REPUBLIKA.CO.ID, JAKARTA -- Pusat Pelaporan Analisis Transaksi Keuangan melakukan riset terhadap kementerian dan lembaga pada semester 1 tahun 2012. Dari studi tersebut, PPATK menemukan lima instrumen para pegawai negeri sipil dan pejabat untuk bertransaksi dengan indikasi korupsi dan pencucian uang.
Menurut laporan akhir tahun PPATK 2012, mereka umumnya masih bertransaksi dengan rekening rupiah (35,1 persen). Selain itu, transaksi berlapis ditemukan melalui polis asuransi (13,8 persen), deposito (13,2 persen) dan valuta asing (9,2 persen). Mereka juga melakukan pencucian uang dengan safe deposit box (6,9 persen).

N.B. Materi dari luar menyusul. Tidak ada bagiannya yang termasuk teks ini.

//! Native built-in operations for an embeddable ECMAScript runtime
//!
//! The compiler lowers template literals, rest/spread, `apply`, `export *`,
//! `yield*` bookkeeping and a few guards to calls into a fixed table of
//! native operations, addressed by index. This crate provides that table
//! together with the heap, object model, frame stack and module state it
//! runs against.
//!
//! # Example
//!
//! ```
//! use jsnative::{BuiltinMethod, JsValue, Runtime};
//!
//! let mut rt = Runtime::new();
//! let result = rt
//!     .call_builtin(BuiltinMethod::ExponentiationOperator, &[JsValue::from(2), JsValue::from(10)])
//!     .unwrap();
//! assert_eq!(result, JsValue::from(1024));
//! ```

pub mod builtins;
pub mod config;
pub mod error;
pub mod gc;
pub mod module;
pub mod object;
pub mod runtime;
pub mod value;

pub use builtins::{BuiltinMethod, NativeArgs};
pub use config::{ConfigError, RuntimeConfig};
pub use error::{JsError, JsResult};
pub use gc::{DEFAULT_GC_THRESHOLD, GcScope, GcStats, Handle, ObjectHandle, ObjectId};
pub use module::ModuleId;
pub use object::{
    JsObject, ObjectKind, PropOpFlags, Property, PropertyDescriptor, PropertyFlags, PropertySlot,
};
pub use runtime::{IteratorRecord, NativeCallFrame, Runtime, StackFrame};
pub use value::{JsString, JsSymbol, JsValue, PropertyKey};
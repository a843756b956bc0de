//! Fast `apply` / `construct` dispatch

use crate::error::{JsError, JsResult};
use crate::object::ArrayObject;
use crate::runtime::{NativeCallFrame, Runtime};
use crate::value::JsValue;

use super::NativeArgs;

/// `apply(fn, argArray, thisVal?)`
///
/// With exactly two arguments this constructs `fn`; with a `thisVal` it
/// calls it. `argArray` is read straight from element storage, so it must be
/// a plain array. A `length` above `max_call_args` raises RangeError before
/// anything is reserved.
pub(super) fn apply(rt: &mut Runtime, args: &NativeArgs) -> JsResult<JsValue> {
    let scope = rt.gc_scope();
    let func = args.arg_handle(&scope, 0);
    if !rt.is_callable(func.get()) {
        return Err(JsError::type_error(format!(
            "{} is not a function",
            rt.describe_value(func.get())
        )));
    }
    let arg_array = args
        .dyncast_arg::<ArrayObject>(rt, &scope, 1)
        .ok_or_else(|| JsError::type_error("apply() args must be an array"))?;
    let length = rt.array_length(arg_array.id())?;
    if length as usize > rt.config().max_call_args {
        return Err(JsError::range_error("Maximum call stack size exceeded"));
    }

    let is_construct = args.arg_count() == 2;
    let this = if is_construct {
        scope.object(rt.create_this_for_construct(func.get())?).value()
    } else {
        args.arg(2)
    };

    let mut frame = NativeCallFrame::new(func.value(), this, length as usize);
    for index in 0..length {
        frame.push_arg(rt.array_element_at(arg_array.id(), index)?);
    }
    if is_construct {
        rt.construct_frame(frame)
    } else {
        rt.call_frame(frame)
    }
}
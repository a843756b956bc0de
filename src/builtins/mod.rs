//! Native built-in operations
//!
//! A fixed, append-only table the compiler calls by index. Indices, names and
//! arities are stable; user code cannot reach or shadow these through name
//! lookup.

mod apply;
mod args;
mod generator;
mod helpers;
mod properties;
mod require;
mod spread;
mod template;

pub use args::NativeArgs;

use crate::error::{JsError, JsResult};
use crate::gc::ObjectId;
use crate::object::NativeFn;
use crate::runtime::Runtime;
use crate::value::JsValue;

/// Index into the built-in table
#[derive(Debug, Clone, Copy, PartialEq, Eq, Hash)]
#[repr(u8)]
pub enum BuiltinMethod {
    SilentSetPrototypeOf = 0,
    GetTemplateObject = 1,
    EnsureObject = 2,
    ThrowTypeError = 3,
    GeneratorSetDelegated = 4,
    CopyDataProperties = 5,
    CopyRestArgs = 6,
    ArraySpread = 7,
    Apply = 8,
    ExportAll = 9,
    ExponentiationOperator = 10,
    RequireFast = 11,
}

impl BuiltinMethod {
    pub const ALL: [BuiltinMethod; 12] = [
        BuiltinMethod::SilentSetPrototypeOf,
        BuiltinMethod::GetTemplateObject,
        BuiltinMethod::EnsureObject,
        BuiltinMethod::ThrowTypeError,
        BuiltinMethod::GeneratorSetDelegated,
        BuiltinMethod::CopyDataProperties,
        BuiltinMethod::CopyRestArgs,
        BuiltinMethod::ArraySpread,
        BuiltinMethod::Apply,
        BuiltinMethod::ExportAll,
        BuiltinMethod::ExponentiationOperator,
        BuiltinMethod::RequireFast,
    ];

    pub fn index(self) -> usize {
        self as usize
    }

    pub fn from_index(index: usize) -> Option<Self> {
        Self::ALL.get(index).copied()
    }

    /// Declared name
    pub fn name(self) -> &'static str {
        match self {
            BuiltinMethod::SilentSetPrototypeOf => "silentSetPrototypeOf",
            BuiltinMethod::GetTemplateObject => "getTemplateObject",
            BuiltinMethod::EnsureObject => "ensureObject",
            BuiltinMethod::ThrowTypeError => "throwTypeError",
            BuiltinMethod::GeneratorSetDelegated => "generatorSetDelegated",
            BuiltinMethod::CopyDataProperties => "copyDataProperties",
            BuiltinMethod::CopyRestArgs => "copyRestArgs",
            BuiltinMethod::ArraySpread => "arraySpread",
            BuiltinMethod::Apply => "apply",
            BuiltinMethod::ExportAll => "exportAll",
            BuiltinMethod::ExponentiationOperator => "exponentiationOperator",
            BuiltinMethod::RequireFast => "requireFast",
        }
    }

    /// Declared arity (the function's `length`)
    pub fn arity(self) -> u8 {
        match self {
            BuiltinMethod::SilentSetPrototypeOf => 2,
            BuiltinMethod::GetTemplateObject => 0,
            BuiltinMethod::EnsureObject => 2,
            BuiltinMethod::ThrowTypeError => 1,
            BuiltinMethod::GeneratorSetDelegated => 1,
            BuiltinMethod::CopyDataProperties => 3,
            BuiltinMethod::CopyRestArgs => 1,
            BuiltinMethod::ArraySpread => 2,
            BuiltinMethod::Apply => 2,
            BuiltinMethod::ExportAll => 0,
            BuiltinMethod::ExponentiationOperator => 0,
            BuiltinMethod::RequireFast => 1,
        }
    }

    fn native(self) -> NativeFn {
        match self {
            BuiltinMethod::SilentSetPrototypeOf => helpers::silent_set_prototype_of,
            BuiltinMethod::GetTemplateObject => template::get_template_object,
            BuiltinMethod::EnsureObject => helpers::ensure_object,
            BuiltinMethod::ThrowTypeError => helpers::throw_type_error,
            BuiltinMethod::GeneratorSetDelegated => generator::generator_set_delegated,
            BuiltinMethod::CopyDataProperties => properties::copy_data_properties,
            BuiltinMethod::CopyRestArgs => spread::copy_rest_args,
            BuiltinMethod::ArraySpread => spread::array_spread,
            BuiltinMethod::Apply => apply::apply,
            BuiltinMethod::ExportAll => properties::export_all,
            BuiltinMethod::ExponentiationOperator => helpers::exponentiation_operator,
            BuiltinMethod::RequireFast => require::require_fast,
        }
    }
}

/// Function objects bound to each built-in index
#[derive(Debug, Default)]
pub struct BuiltinTable {
    entries: Vec<Option<ObjectId>>,
}

impl BuiltinTable {
    pub fn get(&self, method: BuiltinMethod) -> Option<ObjectId> {
        self.entries.get(method.index()).copied().flatten()
    }

    fn define(&mut self, method: BuiltinMethod, function: ObjectId) {
        let index = method.index();
        if self.entries.len() <= index {
            self.entries.resize(index + 1, None);
        }
        if let Some(slot) = self.entries.get_mut(index) {
            debug_assert!(slot.is_none(), "built-in {} defined twice", method.name());
            *slot = Some(function);
        }
    }

    /// Number of bound entries
    pub fn len(&self) -> usize {
        self.entries.iter().flatten().count()
    }

    pub fn is_empty(&self) -> bool {
        self.len() == 0
    }

    pub fn iter(&self) -> impl Iterator<Item = (BuiltinMethod, ObjectId)> + '_ {
        self.entries.iter().enumerate().filter_map(|(index, entry)| {
            Some((BuiltinMethod::from_index(index)?, (*entry)?))
        })
    }
}

/// Bind every built-in to a native function object
pub(crate) fn install(rt: &mut Runtime) {
    for method in BuiltinMethod::ALL {
        let function = rt.create_native_function(method.name(), method.native(), method.arity());
        rt.builtins.define(method, function);
    }
    log::debug!("registered {} native built-ins", rt.builtins.len());
}

impl Runtime {
    pub fn builtins(&self) -> &BuiltinTable {
        &self.builtins
    }

    /// Invoke a built-in by index with `this` = undefined
    pub fn call_builtin(&mut self, method: BuiltinMethod, args: &[JsValue]) -> JsResult<JsValue> {
        let function = self.builtins.get(method).ok_or_else(|| {
            JsError::internal(format!("built-in {} is not registered", method.name()))
        })?;
        self.call(&JsValue::Object(function), JsValue::Undefined, args)
    }
}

"Penggunaan melalui Penyedia Jasa Keuangan (PJK) bank dalam melakukan tindak pidana korupsi dan pencucian uang masih mendominasi sebanyak 57,6 persen selebihnya menggunakan PJK non bank dengan 42,4 persen,"seperti dikutip dalam laporan tersebut.
Pola transaksi yang paling sering digunakan adalah dengan cara tunai. Mereka juga menempatkan dana dalam bentuk investasi seperti deposito, Obligasi Ritel Indonesia (ORI), obligasi, reksadana, saham dan sukuk.
Tidak hanya itu, temuan lembaga intelijen keuangan ini menyebutkan transaksi dilakukan di perusahaan asuransi dengan nilai relatif besar dan tidak sesuai dengan profil. Contohnya saja pembelian polis asuransi atau penutupan polis, penggunaan nama keluarga sebagai tertanggung.
Kemudian, mereka juga menampung dana dalam jumlah besar pada rekening pribadi pihak lain yang terkait dengan mereka. Akan tetapi, bukan anggota keluarga.